Meet Elsie Kafui Ayi a Biomedical Engineer and Trainer from Ghana

Elsie Kafui Ayi is a Field Service Engineer who works on healthcare equipment and devices. She is also involved in training. At the moment, Elsie works for ISN Medical and is based in Ghana.

Elise Kafui Ayi

Background and path to studying engineering

Could you give a brief description of your background and what led you to study and work in medical field service engineering?

I grew up in a home with a jack-of-all trades kind of dad. He is still very handy and fixes small household issues within his capability. Being very close to him, I usually assisted him in repairing our household items and replacing bulbs, sockets, and fuses on countless occasions. Doing this, I subconsciously developed a love for problem solving. So, my journey in engineering began from childhood and spanned through my teenage years. I did not sway from the path when I entered university, but I had now developed an interest in healthcare. Coupled with the pre-existing love I had for engineering; I chose to study Biomedical Engineering at Kwame Nkrumah University of Science and Technology.


Were you interested in science and engineering when you were a child?

Yes, I have always had an interest in science and engineering.
Around the age of nine, I was constantly dismantling toys, and I remember my mom whenever she gave me a new toy threatening that was the last one I was ever getting. I would still curiously disassemble whatever I was given. It didn’t matter what it was. It could be a doll, a toy car, a remote-control toy or anything. Anything that appealed to my curious mind got disassembled. Most often, I was unable to re-assemble the parts which landed me in hot waters.
In my teenage years, I realised that dismantling an item was not the problem. The real challenge was to study the disassembly process and successfully rebuild the item again. My curiosity now made more meaning and influenced General Science as my major in Senior High School. Even during my vacations in High School, I kept helping my father in repairing our household items.


Was there anyone in your family who guided you towards engineering?

Yes, my dad. He rarely chastised me for ‘destroying’ my toys. He would rather buy me new toys to replace the ones I spoilt and have me promise that I will not destroy them anymore.

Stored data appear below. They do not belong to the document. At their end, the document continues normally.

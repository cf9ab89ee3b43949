//! Simulation configuration

use crate::errors::ConfigError;
use crate::simulation::amm::AmmParameters;
use crate::utils::amm_math::BPS_DENOMINATOR;
use crate::utils::fixed_point::{expand_to_18_decimals, u256_dec};
use anyhow::Context;
use primitive_types::U256;
use serde::{Deserialize, Serialize};
use std::path::Path;

pub use crate::simulation::mitigator::OraclePolicy;

/// Caller-side retry of swaps that would not go through.
///
/// Before submitting, a swap is dry-run and its amount shrunk by
/// `decrease_numerator / decrease_denominator` until it verifies or
/// `max_attempts` is used up. `max_attempts = 1` disables retrying.
#[derive(Debug, Clone, Copy, PartialEq, Eq, Serialize, Deserialize)]
pub struct RetryPolicy {
    pub max_attempts: u32,
    pub decrease_numerator: u64,
    pub decrease_denominator: u64,
}

impl Default for RetryPolicy {
    fn default() -> Self {
        Self {
            max_attempts: 1,
            decrease_numerator: 3,
            decrease_denominator: 4,
        }
    }
}

impl RetryPolicy {
    pub fn enabled(&self) -> bool {
        self.max_attempts > 1
    }

    /// Next, smaller amount to try
    pub fn shrink(&self, amount: U256) -> U256 {
        amount * U256::from(self.decrease_numerator) / U256::from(self.decrease_denominator)
    }

    pub fn validate(&self) -> Result<(), ConfigError> {
        if self.max_attempts == 0 {
            return Err(ConfigError::InvalidRetry("max_attempts must be at least 1".into()));
        }
        if self.decrease_denominator == 0 || self.decrease_numerator >= self.decrease_denominator {
            return Err(ConfigError::InvalidRetry(format!(
                "decrease factor {}/{} must be below 1",
                self.decrease_numerator, self.decrease_denominator
            )));
        }
        Ok(())
    }
}

/// Distribution of swap sizes, in whole tokens
#[derive(Debug, Clone, Copy, PartialEq, Serialize, Deserialize)]
#[serde(tag = "kind", rename_all = "snake_case")]
pub enum AmountDistribution {
    Weibull { shape: f64, scale: f64 },
    LogNormal { mu: f64, sigma: f64 },
    Pareto { scale: f64, shape: f64 },
    HalfCauchy { scale: f64 },
}

impl AmountDistribution {
    fn validate(&self) -> Result<(), ConfigError> {
        let positive = |name: &str, value: f64| {
            if value.is_finite() && value > 0.0 {
                Ok(())
            } else {
                Err(ConfigError::InvalidGenerator(format!("{name} must be positive, got {value}")))
            }
        };
        match *self {
            AmountDistribution::Weibull { shape, scale } => {
                positive("weibull shape", shape)?;
                positive("weibull scale", scale)
            }
            AmountDistribution::LogNormal { mu, sigma } => {
                if !mu.is_finite() {
                    return Err(ConfigError::InvalidGenerator(format!("lognormal mu must be finite, got {mu}")));
                }
                positive("lognormal sigma", sigma)
            }
            AmountDistribution::Pareto { scale, shape } => {
                positive("pareto scale", scale)?;
                positive("pareto shape", shape)
            }
            AmountDistribution::HalfCauchy { scale } => positive("cauchy scale", scale),
        }
    }
}

/// Parameters of the synthetic request stream
#[derive(Debug, Clone, PartialEq, Serialize, Deserialize)]
pub struct GeneratorConfig {
    /// Unix timestamp of the first generated second
    pub start_timestamp: u64,

    /// Length of the generated stream in hours
    pub duration_hours: u64,

    /// Mean number of X -> Y swaps per hour
    pub swaps_per_hour_x: f64,

    /// Mean number of Y -> X swaps per hour
    pub swaps_per_hour_y: f64,

    pub amount_x: AmountDistribution,
    pub amount_y: AmountDistribution,

    /// Soft cap on swap sizes in tokens; larger draws are folded back under it
    pub amount_limit: Option<f64>,

    /// Swaps in the first `warmup_hours` are divided by `warmup_divisor`
    pub warmup_hours: u64,
    pub warmup_divisor: u64,

    /// Mean number of mint and burn events per hour (0 disables them)
    pub liquidity_events_per_hour: f64,

    /// Size of a mint or burn as a fraction of the initial reserves
    pub liquidity_fraction: f64,
}

impl Default for GeneratorConfig {
    fn default() -> Self {
        Self {
            start_timestamp: 1_640_995_200, // 2022-01-01T00:00:00Z
            duration_hours: 72,
            swaps_per_hour_x: 2.0,
            swaps_per_hour_y: 2.0,
            amount_x: AmountDistribution::Weibull {
                shape: 0.9,
                scale: 1_000.0,
            },
            amount_y: AmountDistribution::Weibull {
                shape: 0.9,
                scale: 1_000.0,
            },
            amount_limit: None,
            warmup_hours: 24,
            warmup_divisor: 1_000,
            liquidity_events_per_hour: 0.0,
            liquidity_fraction: 0.05,
        }
    }
}

impl GeneratorConfig {
    pub fn validate(&self) -> Result<(), ConfigError> {
        for (name, rate) in [
            ("swaps_per_hour_x", self.swaps_per_hour_x),
            ("swaps_per_hour_y", self.swaps_per_hour_y),
            ("liquidity_events_per_hour", self.liquidity_events_per_hour),
        ] {
            if !rate.is_finite() || rate < 0.0 {
                return Err(ConfigError::InvalidGenerator(format!("{name} must be non-negative, got {rate}")));
            }
        }
        if let Some(limit) = self.amount_limit {
            if !limit.is_finite() || limit <= 0.0 {
                return Err(ConfigError::InvalidGenerator(format!("amount_limit must be positive, got {limit}")));
            }
        }
        if self.warmup_divisor == 0 {
            return Err(ConfigError::InvalidGenerator("warmup_divisor must be at least 1".into()));
        }
        if !(0.0..1.0).contains(&self.liquidity_fraction) {
            return Err(ConfigError::InvalidGenerator(format!(
                "liquidity_fraction must be in [0, 1), got {}",
                self.liquidity_fraction
            )));
        }
        self.amount_x.validate()?;
        self.amount_y.validate()
    }
}

/// Main simulation configuration
#[derive(Debug, Clone, PartialEq, Serialize, Deserialize)]
pub struct SimulationConfig {
    pub token_x: String,
    pub token_y: String,

    /// Initial reserves, 18 decimals
    #[serde(with = "u256_dec")]
    pub initial_reserve_x: U256,
    #[serde(with = "u256_dec")]
    pub initial_reserve_y: U256,

    /// TWAP window in seconds
    pub window_size: u64,

    /// Number of observation slots in the window
    pub granularity: u64,

    /// Upper bound of the slice factor curve (0 - 100)
    pub price_tolerance_threshold: u8,

    /// Block time in seconds
    pub avg_block_time: u64,

    /// Mitigation flag for single runs (`replay`, `probe`)
    pub mitigation_enabled: bool,

    pub on_oracle_unavailable: OraclePolicy,

    /// Slippage tolerance given to generated swaps, in basis points
    pub default_slippage_bps: u16,

    pub retry: RetryPolicy,

    pub generator: GeneratorConfig,

    /// RNG seed of the request generator
    pub seed: u64,

    /// Output directory for logs and reports
    pub output_dir: String,
}

impl Default for SimulationConfig {
    fn default() -> Self {
        Self {
            token_x: "X".to_string(),
            token_y: "Y".to_string(),
            initial_reserve_x: expand_to_18_decimals(30_000),
            initial_reserve_y: expand_to_18_decimals(30_000),
            window_size: 24 * 60 * 60,
            granularity: 24,
            price_tolerance_threshold: 98,
            avg_block_time: 12,
            mitigation_enabled: true,
            on_oracle_unavailable: OraclePolicy::Allow,
            default_slippage_bps: 100,
            retry: RetryPolicy::default(),
            generator: GeneratorConfig::default(),
            seed: 42,
            output_dir: "output".to_string(),
        }
    }
}

impl SimulationConfig {
    /// Create config for a quick test run
    pub fn quick_test() -> Self {
        Self {
            window_size: 60 * 60,
            granularity: 12,
            generator: GeneratorConfig {
                duration_hours: 6,
                swaps_per_hour_x: 20.0,
                swaps_per_hour_y: 20.0,
                warmup_hours: 0,
                ..GeneratorConfig::default()
            },
            ..Self::default()
        }
    }

    /// Load and validate a JSON config file
    pub fn from_json_file(path: impl AsRef<Path>) -> anyhow::Result<Self> {
        let path = path.as_ref();
        let json = std::fs::read_to_string(path).with_context(|| format!("reading config {}", path.display()))?;
        let config: Self =
            serde_json::from_str(&json).with_context(|| format!("parsing config {}", path.display()))?;
        config.validate()?;
        Ok(config)
    }

    pub fn period_size(&self) -> u64 {
        self.window_size / self.granularity.max(1)
    }

    pub fn validate(&self) -> Result<(), ConfigError> {
        if self.token_x == self.token_y {
            return Err(ConfigError::SameToken);
        }
        if self.granularity == 0 {
            return Err(ConfigError::ZeroGranularity);
        }
        if self.window_size == 0 {
            return Err(ConfigError::ZeroWindow);
        }
        if self.window_size % self.granularity != 0 {
            return Err(ConfigError::WindowNotDivisible {
                window_size: self.window_size,
                granularity: self.granularity,
            });
        }
        if self.avg_block_time == 0 {
            return Err(ConfigError::ZeroBlockTime);
        }
        if self.price_tolerance_threshold > 100 {
            return Err(ConfigError::ThresholdOutOfRange(self.price_tolerance_threshold));
        }
        if self.default_slippage_bps as u64 > BPS_DENOMINATOR {
            return Err(ConfigError::SlippageOutOfRange(self.default_slippage_bps));
        }
        self.retry.validate()?;
        self.generator.validate()
    }

    /// Engine parameters with mitigation switched as given
    pub fn amm_parameters(&self, mitigation_enabled: bool) -> AmmParameters {
        AmmParameters {
            token_x: self.token_x.clone(),
            token_y: self.token_y.clone(),
            reserve_x: self.initial_reserve_x,
            reserve_y: self.initial_reserve_y,
            mitigation_enabled,
            window_size: self.window_size,
            period_size: self.period_size(),
            granularity: self.granularity,
            price_tolerance_threshold: self.price_tolerance_threshold,
            on_oracle_unavailable: self.on_oracle_unavailable,
        }
    }
}

#[cfg(test)]
mod tests {
    use super::*;
    use crate::simulation::amm::Amm;

    #[test]
    fn test_presets_are_valid() {
        SimulationConfig::default().validate().unwrap();
        SimulationConfig::quick_test().validate().unwrap();
        assert_eq!(SimulationConfig::default().period_size(), 3_600);
        assert_eq!(SimulationConfig::quick_test().period_size(), 300);
    }

    #[test]
    fn test_validation_errors() {
        let config = SimulationConfig {
            granularity: 7,
            ..SimulationConfig::default()
        };
        assert_eq!(
            config.validate().unwrap_err(),
            ConfigError::WindowNotDivisible {
                window_size: 86_400,
                granularity: 7
            }
        );

        let config = SimulationConfig {
            avg_block_time: 0,
            ..SimulationConfig::default()
        };
        assert_eq!(config.validate().unwrap_err(), ConfigError::ZeroBlockTime);

        let config = SimulationConfig {
            token_y: "X".to_string(),
            ..SimulationConfig::default()
        };
        assert_eq!(config.validate().unwrap_err(), ConfigError::SameToken);

        let mut config = SimulationConfig::default();
        config.generator.amount_x = AmountDistribution::Pareto {
            scale: 0.0,
            shape: 1.0,
        };
        assert!(matches!(config.validate(), Err(ConfigError::InvalidGenerator(_))));

        let mut config = SimulationConfig::default();
        config.retry.decrease_numerator = 4;
        assert!(matches!(config.validate(), Err(ConfigError::InvalidRetry(_))));
    }

    #[test]
    fn test_retry_shrink() {
        let retry = RetryPolicy {
            max_attempts: 3,
            ..RetryPolicy::default()
        };
        assert!(retry.enabled());
        assert!(!RetryPolicy::default().enabled());
        assert_eq!(retry.shrink(U256::from(1_000)), U256::from(750));
    }

    #[test]
    fn test_amm_parameters() {
        let config = SimulationConfig::quick_test();
        let params = config.amm_parameters(false);
        assert!(!params.mitigation_enabled);
        assert_eq!(params.period_size * params.granularity, params.window_size);
        Amm::new(&params).unwrap();
    }

    #[test]
    fn test_json_file_round_trip() {
        let dir = tempfile::tempdir().unwrap();
        let path = dir.path().join("config.json");
        let config = SimulationConfig {
            seed: 7,
            on_oracle_unavailable: OraclePolicy::Reject,
            ..SimulationConfig::quick_test()
        };
        std::fs::write(&path, serde_json::to_string_pretty(&config).unwrap()).unwrap();

        let loaded = SimulationConfig::from_json_file(&path).unwrap();
        assert_eq!(loaded, config);

        let json = serde_json::to_string(&config).unwrap();
        assert!(json.contains(r#""initial_reserve_x":"30000000000000000000000""#));
        assert!(json.contains(r#""on_oracle_unavailable":"reject""#));
    }

    #[test]
    fn test_invalid_json_file_is_rejected() {
        let dir = tempfile::tempdir().unwrap();
        let path = dir.path().join("config.json");
        let config = SimulationConfig {
            price_tolerance_threshold: 101,
            ..SimulationConfig::default()
        };
        std::fs::write(&path, serde_json::to_string(&config).unwrap()).unwrap();

        assert!(SimulationConfig::from_json_file(&path).is_err());
        assert!(SimulationConfig::from_json_file(dir.path().join("missing.json")).is_err());
    }
}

Has there been a particular person who has inspired you at university or at work?

Yes, my former supervisor at work, Mr. Emmanuel Attah. His love for his work and meticulousness was very inspiring.

Is there anyone else who has been an inspiration?

My faith in the Spirit of God has been my greatest inspiration and help. My family and friends have also been very supportive.

Elise Kafui Ayi at tool bench fixing circuit board

Types of equipment

Could you outline the types of equipment you have worked on during your career so far?

I have worked on a range of equipment including:

Chemistry analysers
Haematology analysers
Electrolyte and blood gas analysers
Coagulation analysers
Medical refrigerators/ Freezers
Biological Safety Cabinets
POC Testing (point-of-care)

Which has been the most interesting piece of equipment to maintain?

I would say chemistry analysers and sequencers.

Which has been the most troublesome?

Haematology analysers.
Their principle of operation is quite simple. They are however very sensitive to dirt, clogs, and foreign particles. Most users are not diligent with the daily maintenance procedures designed to eradicate possible clogging causing frequent equipment malfunction. Thus, with the brand I usually worked on, there were several breakdowns and equipment downtimes.

Most challenging part of the job

What do you find most challenging when you are working – technical side, people/customers, or logistics (travel etc)?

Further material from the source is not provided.